Project 3 – Search Engine
In this assignment you will be building a simple search engine based off of the concepts you have learned in the lectures so far. When working on this project, you will be working on achieving two milestones each with its deliverables and deadline. Bear in mind that when planning for milestone #1, you are also cognizant of the requirements of milestone #2. This is to ensure you are on the right track to completing this project successfully. When you will have completed milestone #2, you will be required to demonstrate the functioning of your search engines to the TAs (F2Fs).
You can use code that you or any classmate wrote for the previous projects. You cannot use code written for this project by non-group-member classmates. Use code found over the Internet at your own peril -- it may not do exactly what the assignment requests. If you do end up using code you find on the Internet, you must disclose the origin of the code. As stated in the course policy document, concealing the origin of a piece of code is plagiarism.

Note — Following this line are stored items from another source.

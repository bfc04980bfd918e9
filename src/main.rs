//! Wordle Client - CLI
//!
//! Connects to a game server, plays one game and prints the flag or the
//! reason the game failed.

use anyhow::{Context, Result};
use clap::Parser;
use std::path::PathBuf;
use std::process::ExitCode;
use wordle_client::{
    client::play,
    config::{ClientConfig, ConfigError, DEFAULT_FIRST_WORD, DEFAULT_WORD_LIST},
    output::print_outcome,
    wordlists::load_from_file,
};

#[derive(Parser)]
#[command(
    name = "wordle_client",
    about = "Plays the word-guessing game against a remote server",
    version,
    author
)]
struct Cli {
    /// Use TLS (default port becomes 27994)
    #[arg(short = 's', long = "secure")]
    secure: bool,

    /// Server port (default 27993, or 27994 with -s)
    #[arg(short, long)]
    port: Option<u16>,

    /// Word list, one word per line
    #[arg(short = 'w', long = "words", default_value = DEFAULT_WORD_LIST)]
    words: PathBuf,

    /// Opening guess
    #[arg(short = 'f', long = "first-word", default_value = DEFAULT_FIRST_WORD)]
    first_word: String,

    /// Server hostname
    hostname: String,

    /// Username sent in the greeting
    username: String,
}

impl Cli {
    fn into_config(self) -> Result<ClientConfig, ConfigError> {
        ClientConfig::new(self.hostname, self.username, self.secure, self.port)
            .with_word_list(self.words)
            .with_first_word(&self.first_word)
    }
}

fn main() -> Result<ExitCode> {
    env_logger::Builder::from_env(env_logger::Env::default().default_filter_or("info")).init();

    let config = Cli::parse().into_config()?;

    let dictionary = load_from_file(&config.word_list)
        .with_context(|| format!("cannot load word list {}", config.word_list.display()))?;
    // Non-empty: `load_from_file` rejects word lists without a usable word
    config.check_word_length(dictionary[0].len())?;

    let outcome = play(&config, &dictionary);
    print_outcome(&outcome);

    Ok(if outcome.is_solved() {
        ExitCode::SUCCESS
    } else {
        ExitCode::FAILURE
    })
}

Use Piazza to post your questions about this assignment so that the answers can help you and other students as well.
Goal: Implement a complete search engine.
Milestones Overview
Milestone |
Goal |
#1 |
Produce an initial index for the corpus and a basic retrieval component |
#2 |
Complete Search System |
PROJECT: SEARCH ENGINE
Corpus: all ICS web pages
We will provide you with the crawled data as a zip file (webpages_raw.zip). This contains the downloaded content of the ICS webpages that were crawled by a previous quarter. You are expected to build your search engine index off of this data.
Main challenges: Full HTML parsing, File/DB handling, handling user input (either using command line or desktop GUI application or web interface)
COMPONENT 1 - INDEX :
Create an inverted index for all the corpus given to you. You can either use a database to store your index (MongoDB, Redis, memcached are some examples) or you can store the index in a file. You are free to choose an approach here.
You need to remove stop words from and apply lemmatization on the identified tokens. The index should store more than just a simple list of documents where the token occurs. At the very least, your index should store the TF-IDF of every term/document. Words in title, bold and heading (h1, h2, h3) tags are more important than the other words. You should store meta-data about their importance to be used later in the retrieval phase.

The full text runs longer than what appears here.